__TASK TO CARRY OUT__: Repeat the records. Keep every word and mark exactly as it is.

__EXTRACTED DATA__:
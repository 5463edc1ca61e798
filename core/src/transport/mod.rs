//! Framed links between master and workers
//!
//! A [`Link`] is one bidirectional connection split into a [`FrameSink`] and
//! a [`FrameSource`]. The master accepts links through an [`Acceptor`].
//! [`memory`] keeps everything in process; [`tcp`] speaks newline-delimited
//! JSON over `tokio::net`.

pub mod memory;
pub mod tcp;

pub use memory::{memory_hub, MemoryAcceptor, MemoryConnector};
pub use tcp::{connect_tcp, TcpAcceptor, MAX_FRAME_BYTES};

use async_trait::async_trait;
use tokio::sync::mpsc;

use crate::error::RunResult;
use crate::protocol::{Envelope, Message, SequenceCounter};

/// Sending half of a link
#[async_trait]
pub trait FrameSink: Send {
    /// Send one envelope
    async fn send(&mut self, envelope: &Envelope) -> RunResult<()>;

    /// Flush and close; the peer's source then yields `None`
    async fn close(&mut self) -> RunResult<()> {
        Ok(())
    }
}

/// Receiving half of a link
#[async_trait]
pub trait FrameSource: Send {
    /// Next envelope, or `None` once the peer closed the link
    async fn recv(&mut self) -> RunResult<Option<Envelope>>;
}

/// Accepts worker links on the master
#[async_trait]
pub trait Acceptor: Send {
    /// Wait for the next worker link
    async fn accept(&mut self) -> RunResult<Link>;

    /// Where workers should connect
    fn local_addr(&self) -> String;
}

/// One connection between master and worker
pub struct Link {
    /// Outgoing frames
    pub sink: Box<dyn FrameSink>,
    /// Incoming frames
    pub source: Box<dyn FrameSource>,
    /// Peer description for logs
    pub peer: String,
}

impl Link {
    /// Assemble a link from its halves
    pub fn new(
        sink: impl FrameSink + 'static,
        source: impl FrameSource + 'static,
        peer: impl Into<String>,
    ) -> Self {
        Self {
            sink: Box::new(sink),
            source: Box::new(source),
            peer: peer.into(),
        }
    }
}

impl std::fmt::Debug for Link {
    fn fmt(&self, f: &mut std::fmt::Formatter<'_>) -> std::fmt::Result {
        f.debug_struct("Link").field("peer", &self.peer).finish()
    }
}

/// Number, frame and send every queued message until the queue closes
///
/// Drains what is left in the queue before closing the sink, so a final
/// `Quit` or heartbeat still reaches the peer.
pub(crate) async fn pump_outbound(
    worker_id: String,
    mut sink: Box<dyn FrameSink>,
    mut rx: mpsc::Receiver<Message>,
) {
    let mut seq = SequenceCounter::new();
    while let Some(message) = rx.recv().await {
        let kind = message.kind();
        let envelope = Envelope::new(seq.next_seq(), worker_id.as_str(), message);
        if let Err(e) = sink.send(&envelope).await {
            tracing::warn!(worker_id = %worker_id, kind, error = %e, "Failed to send message");
            return;
        }
    }
    if let Err(e) = sink.close().await {
        tracing::debug!(worker_id = %worker_id, error = %e, "Failed to close link");
    }
}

__ANSWER FOR THE TASK__:
repository 5463edc1ca61e798
filename core/src/transport/mod.rs
//! Framed links between master and workers
//!
//! A [`Link`] is one bidirectional connection split into a [`FrameSink`] and
//! a [`FrameSource`]. The master accepts links through an [`Acceptor`].
//! [`memory`] keeps everything in process; [`tcp`] speaks newline-delimited
//! JSON over `tokio::net`.

pub mod memory;
pub mod tcp;

pub use memory::{memory_hub, MemoryAcceptor, MemoryConnector};
pub use tcp::{connect_tcp, TcpAcceptor, MAX_FRAME_BYTES};

use async_trait::async_trait;
use tokio::sync::mpsc;

use crate::error::RunResult;
use crate::protocol::{Envelope, Message, SequenceCounter};

/// Sending half of a link
#[async_trait]
pub trait FrameSink: Send {
    /// Send one envelope
    async fn send(&mut self, envelope: &Envelope) -> RunResult<()>;

    /// Flush and close; the peer's source then yields `None`
    async fn close(&mut self) -> RunResult<()> {
        Ok(())
    }
}

/// Receiving half of a link
#[async_trait]
pub trait FrameSource: Send {
    /// Next envelope, or `None` once the peer closed the link
    async fn recv(&mut self) -> RunResult<Option<Envelope>>;
}

/// Accepts worker links on the master
#[async_trait]
pub trait Acceptor: Send {
    /// Wait for the next worker link
    async fn accept(&mut self) -> RunResult<Link>;

    /// Where workers should connect
    fn local_addr(&self) -> String;
}

/// One connection between master and worker
pub struct Link {
    /// Outgoing frames
    pub sink: Box<dyn FrameSink>,
    /// Incoming frames
    pub source: Box<dyn FrameSource>,
    /// Peer description for logs
    pub peer: String,
}

impl Link {
    /// Assemble a link from its halves
    pub fn new(
        sink: impl FrameSink + 'static,
        source: impl FrameSource + 'static,
        peer: impl Into<String>,
    ) -> Self {
        Self {
            sink: Box::new(sink),
            source: Box::new(source),
            peer: peer.into(),
        }
    }
}

impl std::fmt::Debug for Link {
    fn fmt(&self, f: &mut std::fmt::Formatter<'_>) -> std::fmt::Result {
        f.debug_struct("Link").field("peer", &self.peer).finish()
    }
}

/// Number, frame and send every queued message until the queue closes
///
/// Drains what is left in the queue before closing the sink, so a final
/// `Quit` or heartbeat still reaches the peer.
pub(crate) async fn pump_outbound(
    worker_id: String,
    mut sink: Box<dyn FrameSink>,
    mut rx: mpsc::Receiver<Message>,
) {
    let mut seq = SequenceCounter::new();
    while let Some(message) = rx.recv().await {
        let kind = message.kind();
        let envelope = Envelope::new(seq.next_seq(), worker_id.as_str(), message);
        if let Err(e) = sink.send(&envelope).await {
            tracing::warn!(worker_id = %worker_id, kind, error = %e, "Failed to send message");
            return;
        }
    }
    if let Err(e) = sink.close().await {
        tracing::debug!(worker_id = %worker_id, error = %e, "Failed to close link");
    }
}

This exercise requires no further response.